De qué modo el matrimonio ha quedado inducido por el pecado de Adán

Atanasio, 295 – 373

Fragmentos

  • 804 Fragmento en Ps. 50, 7. “He aquí que he sido concebido en mis iniquidades, y en pecados me engendró mi madre” ya que lo primero que se arroja de Dios, no en cuanto que naciéramos por el matrimonio y para la corrupción, sino para las nupcias a causa de la transgresión del mandato al cual nos indujo la iniquidad de Adán, esto es, que dada para sí por Dios menospreciase su ley. Pues todos los que llegan a ser desde Adán son concebidos en iniquidades, antepasado caído por su condenación. Y aquel: “Y en pecados me engendró mi madre”, significa que Eva, madre de todos nosotros, primero había concebido el pecado, como estando inclinada a la voluptuosidad.
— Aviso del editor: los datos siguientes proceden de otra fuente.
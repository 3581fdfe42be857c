//! Doubly linked child list for multi-child containers.
//!
//! The container only keeps `first`, `last` and `count`; the links live in
//! each child's parent data and are reached through [`SiblingStore`].

use super::NodeId;

/// Previous/next links of one child.
#[derive(Debug, Clone, Copy, PartialEq, Eq, Default)]
pub struct Siblings {
    pub previous: Option<NodeId>,
    pub next: Option<NodeId>,
}

/// Storage for sibling links, keyed by node.
pub(crate) trait SiblingStore {
    fn siblings(&self, id: NodeId) -> Siblings;
    fn set_siblings(&mut self, id: NodeId, siblings: Siblings);
}

#[derive(Debug, Clone, Copy, PartialEq, Eq, Default)]
pub struct ChildList {
    pub first: Option<NodeId>,
    pub last: Option<NodeId>,
    pub count: usize,
}

impl ChildList {
    pub fn is_empty(&self) -> bool {
        self.count == 0
    }

    /// Splice `child` in right after `after`, or at the front when `after`
    /// is `None`. The caller guarantees `after` belongs to this list and
    /// `child` belongs to none.
    pub(crate) fn insert(&mut self, store: &mut impl SiblingStore, child: NodeId, after: Option<NodeId>) {
        match after {
            None => {
                let next = self.first;
                store.set_siblings(
                    child,
                    Siblings {
                        previous: None,
                        next,
                    },
                );
                if let Some(next) = next {
                    let mut links = store.siblings(next);
                    links.previous = Some(child);
                    store.set_siblings(next, links);
                }
                self.first = Some(child);
                if self.last.is_none() {
                    self.last = Some(child);
                }
            }
            Some(after) => {
                let mut after_links = store.siblings(after);
                let next = after_links.next;
                store.set_siblings(
                    child,
                    Siblings {
                        previous: Some(after),
                        next,
                    },
                );
                after_links.next = Some(child);
                store.set_siblings(after, after_links);
                match next {
                    Some(next) => {
                        let mut links = store.siblings(next);
                        links.previous = Some(child);
                        store.set_siblings(next, links);
                    }
                    None => self.last = Some(child),
                }
            }
        }
        self.count += 1;
    }

    /// Unlink `child`, re-joining its neighbours.
    pub(crate) fn remove(&mut self, store: &mut impl SiblingStore, child: NodeId) {
        let links = store.siblings(child);

        match links.previous {
            Some(previous) => {
                let mut previous_links = store.siblings(previous);
                previous_links.next = links.next;
                store.set_siblings(previous, previous_links);
            }
            None => self.first = links.next,
        }
        match links.next {
            Some(next) => {
                let mut next_links = store.siblings(next);
                next_links.previous = links.previous;
                store.set_siblings(next, next_links);
            }
            None => self.last = links.previous,
        }

        store.set_siblings(child, Siblings::default());
        self.count = self.count.saturating_sub(1);
    }

    /// Children from first to last.
    pub(crate) fn forward<'a, S: SiblingStore>(&self, store: &'a S) -> impl Iterator<Item = NodeId> + 'a {
        let mut current = self.first;
        std::iter::from_fn(move || {
            let id = current?;
            current = store.siblings(id).next;
            Some(id)
        })
    }

    /// Children from last to first.
    pub(crate) fn backward<'a, S: SiblingStore>(&self, store: &'a S) -> impl Iterator<Item = NodeId> + 'a {
        let mut current = self.last;
        std::iter::from_fn(move || {
            let id = current?;
            current = store.siblings(id).previous;
            Some(id)
        })
    }
}

#[cfg(test)]
mod tests {
    use std::collections::HashMap;

    use super::*;

    #[derive(Default)]
    struct MapStore(HashMap<NodeId, Siblings>);

    impl SiblingStore for MapStore {
        fn siblings(&self, id: NodeId) -> Siblings {
            self.0.get(&id).copied().unwrap_or_default()
        }

        fn set_siblings(&mut self, id: NodeId, siblings: Siblings) {
            self.0.insert(id, siblings);
        }
    }

    fn id(index: u32) -> NodeId {
        NodeId::new(index, 0)
    }

    fn assert_consistent(list: &ChildList, store: &MapStore, expected: &[u32]) {
        let forward: Vec<NodeId> = list.forward(store).collect();
        let mut backward: Vec<NodeId> = list.backward(store).collect();
        backward.reverse();
        let expected: Vec<NodeId> = expected.iter().map(|&i| id(i)).collect();
        assert_eq!(forward, expected);
        assert_eq!(backward, expected);
        assert_eq!(list.count, expected.len());
        assert_eq!(list.first, expected.first().copied());
        assert_eq!(list.last, expected.last().copied());
    }

    #[test]
    fn test_insert_into_empty_list() {
        let mut store = MapStore::default();
        let mut list = ChildList::default();
        list.insert(&mut store, id(1), None);
        assert_consistent(&list, &store, &[1]);
    }

    #[test]
    fn test_insert_after_appends_and_splices() {
        let mut store = MapStore::default();
        let mut list = ChildList::default();
        list.insert(&mut store, id(1), None);
        list.insert(&mut store, id(3), Some(id(1)));
        list.insert(&mut store, id(2), Some(id(1)));
        assert_consistent(&list, &store, &[1, 2, 3]);
    }

    #[test]
    fn test_insert_without_anchor_prepends() {
        let mut store = MapStore::default();
        let mut list = ChildList::default();
        list.insert(&mut store, id(2), None);
        list.insert(&mut store, id(1), None);
        assert_consistent(&list, &store, &[1, 2]);
    }

    #[test]
    fn test_remove_edges_and_middle() {
        let mut store = MapStore::default();
        let mut list = ChildList::default();
        let mut after = None;
        for i in 1..=5 {
            list.insert(&mut store, id(i), after);
            after = Some(id(i));
        }

        list.remove(&mut store, id(3));
        assert_consistent(&list, &store, &[1, 2, 4, 5]);
        list.remove(&mut store, id(1));
        assert_consistent(&list, &store, &[2, 4, 5]);
        list.remove(&mut store, id(5));
        assert_consistent(&list, &store, &[2, 4]);
        list.remove(&mut store, id(2));
        list.remove(&mut store, id(4));
        assert_consistent(&list, &store, &[]);
        assert!(list.is_empty());
    }

    #[test]
    fn test_mixed_operations_stay_consistent() {
        let mut store = MapStore::default();
        let mut list = ChildList::default();
        let mut model: Vec<u32> = Vec::new();

        // Deterministic pseudo-random sequence of inserts and removes
        let mut seed: u32 = 7;
        for next_id in 0..60u32 {
            seed = seed.wrapping_mul(1103515245).wrapping_add(12345);
            if !model.is_empty() && seed % 3 == 0 {
                let victim = model.remove((seed as usize / 3) % model.len());
                list.remove(&mut store, id(victim));
            } else {
                let position = if model.is_empty() {
                    0
                } else {
                    (seed as usize / 7) % (model.len() + 1)
                };
                let after = if position == 0 {
                    None
                } else {
                    Some(id(model[position - 1]))
                };
                list.insert(&mut store, id(next_id), after);
                model.insert(position, next_id);
            }
            assert_consistent(&list, &store, &model);
        }
    }
}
Juan Crisóstomo, 344 – 407

Homilías en el Génesis, 388

  • 1150 Homilía 15, n. 4. Pues tras aquella conversación ocurrió la prevaricación; pues hasta aquélla se movían como si fueran ángeles en el paraíso, no ardiendo en las concupiscencias, no infectados por otras afecciones, no sujetos a las necesidades de la naturaleza, sino enteramente incorruptibles y creados inmortales, donde ni siquiera allí poseían el manto de las vestiduras. Dice: “Estaban, pues, ambos desnudos, pero no se avergonzaban” [Gen. 2, 25]. Pues como el pecado y la prevaricación todavía no estaba presente, ellos estaban vestidos con la gloria, que venía de lo alto; por el contrario, después de la trasgresión del precepto ha entrado tanto la vergüenza como el conocimiento de la desnudez.

Padre Jorge Luis Hidalgo


[1]: Concilio Vaticano II, Dei Verbum, n. 9. [2]: Concilio Vaticano II, Dei Verbum, n. 8. [3]: Concilio Vaticano I, Sessio III: Const. Dogm. De Fide Catholica, Cap. 2, Denz. 1788.

[4]:  De viris illustribus, pról.; Epistola 112, 3.
 
[5]:  Hay otras dos actualizaciones de las compilaciones de Enrique Denzinger, hechas por Schönmetzer y por Hünermann.
 
[6]: La misma palabra en griego evgceiri,dion quiere decir “manual, libro pequeño”, y “puñal, daga”.